As a matter of personal coding style I strive to avoid explicit loops.

Ideas?

Daniel B. Martin

Last edited by danielbmartin; 09-21-2015 at 08:54 PM.
 
Old 09-21-2015, 10:27 PM   #2
firstfire
Member
 
Registered: Mar 2006
Location: Ekaterinburg, Russia
Distribution: Debian, Ubuntu
Posts: 709

Rep: Reputation: 428Reputation: 428Reputation: 428Reputation: 428Reputation: 428
Hi.

The simple idea that comes to mind is that words in question differ only by order of letters. So, if we sort letters in each word then simple comparison will tell you whether the word passes or not.
Code:
$ echo deront | sed 's/./&\n/g' | sort | tr -d '\n'
denort
$ echo rodent | sed 's/./&\n/g' | sort | tr -d '\n'
denort   # this word matches
$ echo denote | sed 's/./&\n/g' | sort | tr -d '\n'
deenot   # does not match
(I added newlines at end of output manually for clarity)
 
2 members found this post helpful.
Old 09-22-2015, 12:29 AM   #3
firstfire
Member
 
Registered: Mar 2006
Location: Ekaterinburg, Russia
Distribution: Debian, Ubuntu
Posts: 709

Rep: Reputation: 428Reputation: 428Reputation: 428Reputation: 428Reputation: 428
Hi.

Here is the reasonably fast perl solution based on my previous post:
Code:
#!/usr/bin/env perl

sub sortletters { return join "", sort split //, lc $_[0]; }
my $key = sortletters (shift);
while (<>) {
	chomp;
	print "$_\n" if ($key eq sortletters $_);
}
Demo run:
Code:
$ time /tmp/must-have.pl binary  /usr/share/dict/words
binary
brainy

real    0m0.221s
user    0m0.217s
sys     0m0.004s

Last edited by firstfire; 09-22-2015 at 12:32 AM. Reason: Add lc (lowercase)
 
1 members found this post helpful.
Old 09-22-2015, 01:19 AM   #4
HMW
Member
 
Registered: Aug 2013
Location: Sweden
Distribution: Debian, Arch, Red Hat, CentOS
Posts: 773
Blog Entries: 3

Rep: Reputation: 369Reputation: 369Reputation: 369Reputation: 369
Quote:
Originally Posted by firstfire View Post
The simple idea that comes to mind is that words in question differ only by order of letters. So, if we sort letters in each word then simple comparison will tell you whether the word passes or not.
Clever approach, bravo!

Best regards,
HMW
 
Old 09-22-2015, 02:03 AM   #5
HMW
Member
 
Registered: Aug 2013
Location: Sweden
Distribution: Debian, Arch, Red Hat, CentOS
Posts: 773
Blog Entries: 3

Rep: Reputation: 369Reputation: 369Reputation: 369Reputation: 369
And here is one version in Python, basically just ripping off firstfire's splendid approach.

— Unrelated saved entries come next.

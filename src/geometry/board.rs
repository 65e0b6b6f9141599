use serde::{Deserialize, Serialize};

use super::{CropTarget, Rect};
use crate::error::SplitterError;

/// Location of the chess board on the sprite sheet.
#[derive(Debug, Clone, PartialEq, Eq, Serialize, Deserialize)]
#[serde(default)]
pub struct BoardSpec {
    /// Left edge of the board in pixels
    pub start_x: u32,
    /// Top edge of the board in pixels
    pub start_y: u32,
    /// Board width in pixels
    pub width: u32,
    /// Board height in pixels
    pub height: u32,
    /// Name of the written image
    pub file_name: String,
}

impl Default for BoardSpec {
    fn default() -> Self {
        Self {
            start_x: 1,
            start_y: 5,
            width: 1200,
            height: 1201,
            file_name: "chess_board.png".to_string(),
        }
    }
}

/// Compute the board crop.
pub fn board_target(spec: &BoardSpec) -> Result<CropTarget, SplitterError> {
    let rect = Rect::from_origin(spec.start_x, spec.start_y, spec.width, spec.height)
        .ok_or(SplitterError::GeometryOverflow)?;
    Ok(CropTarget::new(rect, spec.file_name.clone()))
}
use serde::{Deserialize, Serialize};

use crate::geometry::{BoardSpec, GridSpec};

/// PNG compression level configuration.
#[derive(Debug, Clone, Serialize, Deserialize)]
#[serde(untagged)]
pub enum CompressConfig {
    /// Optimization level 0-6
    Level(u8),
    /// Maximum compression ("max")
    Max(String),
}

/// Splitter configuration file structure.
///
/// All paths in the config are relative to the config file location.
#[derive(Debug, Clone, Serialize, Deserialize)]
#[serde(default)]
pub struct SplitterConfig {
    /// Config file version (currently 1)
    pub version: u32,
    /// Sprite sheet to split
    pub sheet: String,
    /// Directory the extracted images are written to
    pub output_dir: String,
    /// Board location on the sheet
    pub board: BoardSpec,
    /// Piece grid layout on the sheet
    pub pieces: GridSpec,
    /// PNG compression configuration (optional)
    pub compress: Option<CompressConfig>,
}

impl Default for SplitterConfig {
    fn default() -> Self {
        Self {
            version: 1,
            sheet: "chess-splitter/sprites.png".to_string(),
            output_dir: ".".to_string(),
            board: BoardSpec::default(),
            pieces: GridSpec::default(),
            compress: None,
        }
    }
}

With this ("dbm.txt") as infile:
Code:
$ cat dbm.txt 
denote
redone
rodent
And this Python script:
Code:
#!/usr/bin/env python3
import sys 

key = list(sys.argv[1])

with open("dbm.txt") as infile:
    for line in infile:
        sortedLine = "".join(sorted(list(line))).strip('\n')
        if "".join(sorted(key)) == sortedLine:
            print(line)
Upon execution, I get this output:
Code:
$ ./must_have.py deront
rodent
Thanks for a cool little exercise. All credit goes to firstfire for the approach.

Best regards,
HMW

Last edited by HMW; 09-22-2015 at 04:46 AM. Reason: Minor spelling error
 
1 members found this post helpful.
Old 09-22-2015, 04:25 AM   #6
firstfire
Member
 
Registered: Mar 2006
Location: Ekaterinburg, Russia
Distribution: Debian, Ubuntu
Posts: 709

Rep: Reputation: 428Reputation: 428Reputation: 428Reputation: 428Reputation: 428
Hi.

The execution will be a bit faster if you move sorting of key out of the loop:
Code:
key = list(sys.argv[1])
sortedKey = "".join(sorted(key))
  ...
  if sortedKey == sortedLine:
    ...
 
2 members found this post helpful.
Old 09-22-2015, 04:34 AM   #7
HMW
Member
 
Registered: Aug 2013
Location: Sweden
Distribution: Debian, Arch, Red Hat, CentOS
Posts: 773
Blog Entries: 3

Rep: Reputation: 369Reputation: 369Reputation: 369Reputation: 369
Quote:
Originally Posted by firstfire View Post
The execution will be a bit faster if you move sorting of key out of the loop:
Code:
key = list(sys.argv[1])
sortedKey = "".join(sorted(key))
  ...
  if sortedKey == sortedLine:
    ...
Yes, you are absolutely right. In hindsight, that was clumsy of me. I normally try to keep those kind of operations outside of loops.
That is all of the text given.